Why are Black homeownership rates still so low?
Connecting state and local government leaders
Local leaders are experimenting with creative financing, zoning changes and cooperative housing to reverse long standing housing discrimination.
Homeownership is one of the most highly regarded methods for wealth building. Rather than sending a check to a landlord each month, homeowners’ monthly mortgage payments are an investment, creating equity they can tap into later. But research has shown that people of color must navigate a gauntlet of barriers to access home ownership opportunities.
Inequitable housing policies not only hold back potential homeowners. They also limit the social benefits that come with home ownership: financial stability, civic engagement and better outcomes for children.
Local and federal leaders recently gathered at the Urban Institute in Washington, D.C., to discuss racial disparities in homeownership and some of the innovative solutions that could help populations that have long been shut out of the opportunity.
Nationwide, about 72% of white households are homeowners, while only about 42% of Black households own theirs, according to an Urban Institute report published last year. That gap is even wider now than in 1960, when housing discrimination was still legal, the report noted. The picture isn’t much better for other demographics: Hispanic homeownership sits at 48%, Native American at 53% and Asian at 60%.

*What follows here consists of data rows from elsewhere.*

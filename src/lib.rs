pub mod api;
pub mod config;
pub mod ledger;
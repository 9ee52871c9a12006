use utoipa::OpenApi;

use super::{handlers, schema};
use crate::ledger::{block, stats, verifier};

#[derive(OpenApi)]
#[openapi(
    paths(
        handlers::get_owners,
        handlers::get_chain,
        handlers::record_session,
        handlers::append_block,
        handlers::get_block,
        handlers::complete_session,
        handlers::get_tail,
        handlers::verify_owner,
        handlers::verify_all,
        handlers::get_stats,
        handlers::export_chain
    ),
    components(
        schemas(
            block::Block,
            block::OwnerId,
            block::SessionRecord,
            block::SessionStatus,
            verifier::Violation,
            verifier::ViolationKind,
            stats::ChainStats,
            stats::ChainExport,
            stats::ChainSummary,
            stats::ExportVerification,
            schema::DurationUnit,
            schema::SessionRequest,
            schema::ChainResponse,
            schema::BlockResponse,
            schema::VerificationResponse,
            schema::ErrorResponse
        )
    ),
    tags(
        (name = "study_chain", description = "Study session ledger endpoints")
    ),
    info(
        title = "Study Chain API",
        version = "1.0.0",
        description = "A tamper-evident proof-of-work ledger of study sessions",
        license(
            name = "MIT",
            url = "https://opensource.org/licenses/MIT"
        )
    )
)]
pub struct ApiDoc;
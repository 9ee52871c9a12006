// Ledger module
//
// This module contains the proof-of-work study ledger including:
// - Block and session record structures
// - Canonical hashing
// - Nonce search (proof of work)
// - Chain storage (in memory and sled)
// - Chain verification
// - Statistics and export

pub mod block;
pub mod builder;
pub mod chain;
pub mod error;
pub mod hasher;
pub mod miner;
pub mod stats;
pub mod storage;
pub mod store;
pub mod verifier;

// Re-export main components for easier access
pub use block::{Block, OwnerId, PayloadError, SessionRecord, SessionStatus};
pub use chain::Ledger;
pub use error::LedgerError;
pub use miner::{CancelFlag, Miner, MiningError, MiningParams};
pub use stats::{ChainExport, ChainStats};
pub use storage::SledStore;
pub use store::{ChainStore, MemoryStore, StorageError};
pub use verifier::{verify_chain, ValidationReport, Violation, ViolationKind};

While the challenges to achieving racial equity in homeownership are daunting and have tangled roots in historic injustices, the affordable housing crisis is worsening. Local officials are on the front lines addressing the issue, and many are looking to boost homeownership rates with approaches that center on equity.

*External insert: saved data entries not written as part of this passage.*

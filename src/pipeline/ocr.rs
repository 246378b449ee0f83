//! Optical extraction: pdfium rasterisation plus the `tesseract` CLI.
//!
//! ## Why the tesseract binary instead of a bindings crate?
//!
//! The C-API binding crates drag in a native build of leptonica/tesseract and
//! break on minor distro upgrades. Shelling out to the `tesseract` binary is
//! what operators already have installed, is trivially sandboxable, and the
//! failure mode is a clean [`MenuExtractError::OcrUnavailable`] instead of a
//! linker error at build time.
//!
//! ## Why spawn_blocking?
//!
//! pdfium wraps a C++ library with thread-local state that is not safe to
//! drive from async contexts, and tesseract is a blocking subprocess. Both
//! run on the blocking thread pool so the runtime's worker threads never
//! stall mid-pipeline.

use crate::config::ExtractionConfig;
use crate::error::MenuExtractError;
use pdfium_render::prelude::*;
use std::path::{Path, PathBuf};
use std::process::Command;
use tempfile::TempDir;
use tracing::{debug, info};

/// Check whether the tesseract binary can run at all.
pub fn ocr_available() -> bool {
    Command::new("tesseract")
        .arg("--version")
        .output()
        .map(|o| o.status.success())
        .unwrap_or(false)
}

/// OCR a single raster image file (JPEG/PNG input goes straight to tesseract,
/// no re-encoding).
pub async fn ocr_image(path: &Path, language: &str) -> Result<Vec<String>, MenuExtractError> {
    let path = path.to_path_buf();
    let lang = language.to_string();

    tokio::task::spawn_blocking(move || {
        let text = run_tesseract(&path, &lang)?;
        Ok(vec![text])
    })
    .await
    .map_err(|e| MenuExtractError::Internal(format!("OCR task panicked: {e}")))?
}

/// OCR every page of a PDF: rasterise each page to a PNG in a temp directory,
/// then recognise them in page order.
///
/// The `TempDir` cleans up the intermediate PNGs automatically, including on
/// error and panic paths.
pub async fn ocr_pdf(
    path: &Path,
    config: &ExtractionConfig,
) -> Result<Vec<String>, MenuExtractError> {
    let path = path.to_path_buf();
    let lang = config.ocr_language.clone();
    let max_pixels = config.ocr_max_pixels;

    tokio::task::spawn_blocking(move || ocr_pdf_blocking(&path, &lang, max_pixels))
        .await
        .map_err(|e| MenuExtractError::Internal(format!("OCR task panicked: {e}")))?
}

fn ocr_pdf_blocking(
    pdf_path: &Path,
    language: &str,
    max_pixels: u32,
) -> Result<Vec<String>, MenuExtractError> {
    // Preflight before spending time rasterising pages.
    if !ocr_available() {
        return Err(MenuExtractError::OcrUnavailable {
            detail: "tesseract binary not found on PATH".to_string(),
        });
    }

    let temp_dir = TempDir::new().map_err(|e| MenuExtractError::Internal(e.to_string()))?;
    let page_images = rasterise_pages(pdf_path, temp_dir.path(), max_pixels)?;
    info!(
        "rasterised {} page(s) of {} for OCR",
        page_images.len(),
        pdf_path.display()
    );

    let mut pages = Vec::with_capacity(page_images.len());
    for (idx, image_path) in page_images.iter().enumerate() {
        let text = run_tesseract(image_path, language)?;
        debug!("OCR page {}: {} chars", idx + 1, text.len());
        pages.push(text);
    }
    Ok(pages)
}

/// Render every PDF page into `<out_dir>/page-N.png`, in page order.
fn rasterise_pages(
    pdf_path: &Path,
    out_dir: &Path,
    max_pixels: u32,
) -> Result<Vec<PathBuf>, MenuExtractError> {
    let pdfium = Pdfium::default();
    let document =
        pdfium
            .load_pdf_from_file(pdf_path, None)
            .map_err(|e| MenuExtractError::PdfRead {
                path: pdf_path.to_path_buf(),
                detail: format!("{e:?}"),
            })?;

    let render_config = PdfRenderConfig::new()
        .set_target_width(max_pixels as i32)
        .set_maximum_height(max_pixels as i32);

    let mut paths = Vec::new();
    for (idx, page) in document.pages().iter().enumerate() {
        let bitmap =
            page.render_with_config(&render_config)
                .map_err(|e| MenuExtractError::PdfRead {
                    path: pdf_path.to_path_buf(),
                    detail: format!("rasterisation failed for page {}: {e:?}", idx + 1),
                })?;
        let image = bitmap.as_image();

        let png_path = out_dir.join(format!("page-{}.png", idx + 1));
        image
            .save_with_format(&png_path, image::ImageFormat::Png)
            .map_err(|e| MenuExtractError::Internal(format!("PNG encode: {e}")))?;
        debug!(
            "rendered page {} → {}x{} px",
            idx + 1,
            image.width(),
            image.height()
        );
        paths.push(png_path);
    }
    Ok(paths)
}

/// Run `tesseract <image> stdout -l <lang>` and return the recognised text.
fn run_tesseract(image_path: &Path, language: &str) -> Result<String, MenuExtractError> {
    let output = Command::new("tesseract")
        .arg(image_path)
        .arg("stdout")
        .arg("-l")
        .arg(language)
        .output()
        .map_err(|e| {
            if e.kind() == std::io::ErrorKind::NotFound {
                MenuExtractError::OcrUnavailable {
                    detail: "tesseract binary not found on PATH".to_string(),
                }
            } else {
                MenuExtractError::OcrUnavailable {
                    detail: format!("failed to run tesseract: {e}"),
                }
            }
        })?;

    if !output.status.success() {
        return Err(MenuExtractError::OcrUnavailable {
            detail: format!(
                "tesseract exited with {}: {}",
                output.status,
                String::from_utf8_lossy(&output.stderr).trim()
            ),
        });
    }

    Ok(clean_ocr_text(&String::from_utf8_lossy(&output.stdout)))
}

/// Tesseract terminates each page with a form feed; strip it and normalise
/// line endings so downstream whitespace handling sees plain text.
fn clean_ocr_text(raw: &str) -> String {
    raw.replace('\x0c', "").replace("\r\n", "\n")
}

#[cfg(test)]
mod tests {
    use super::*;

    #[test]
    fn clean_strips_form_feed_and_crlf() {
        assert_eq!(clean_ocr_text("MASALA DOSA ₹60\x0c"), "MASALA DOSA ₹60");
        assert_eq!(clean_ocr_text("a\r\nb"), "a\nb");
    }

    #[test]
    fn missing_binary_maps_to_ocr_unavailable() {
        // Use an image path that cannot exist; if tesseract is installed the
        // run fails with a non-zero exit, if not with NotFound — both must
        // surface as OcrUnavailable, never as a panic or an io::Error.
        let err = run_tesseract(Path::new("/nonexistent/page.png"), "eng").unwrap_err();
        assert!(matches!(err, MenuExtractError::OcrUnavailable { .. }));
        assert_eq!(err.stage(), "text extraction");
    }
}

“There are lots of reasons why a city should be very involved in promoting homeownership among people who can't just do it without some assistance,” Michelle Melendez, director of the Office of Equity and Inclusion in Albuquerque, New Mexico. “The racial wealth gap is a huge one,” she added, which can be detrimental to the local economy.
As of 2019, the median wealth of white families was $188,200, while that figure dropped to $24,100 for Black families, the report notes. Compared with white people, Black Americans are much more likely to work lower-paying jobs and are more likely to be renters, which can have a major impact on finances. Black homeowners have a median net worth of $113,300, but Black renters have a median net worth of $1,830. And when rent eats up a significant share of a household's income—as is the case for more than half of Black households that are rent burdened—saving for a downpayment on a home can feel impossible.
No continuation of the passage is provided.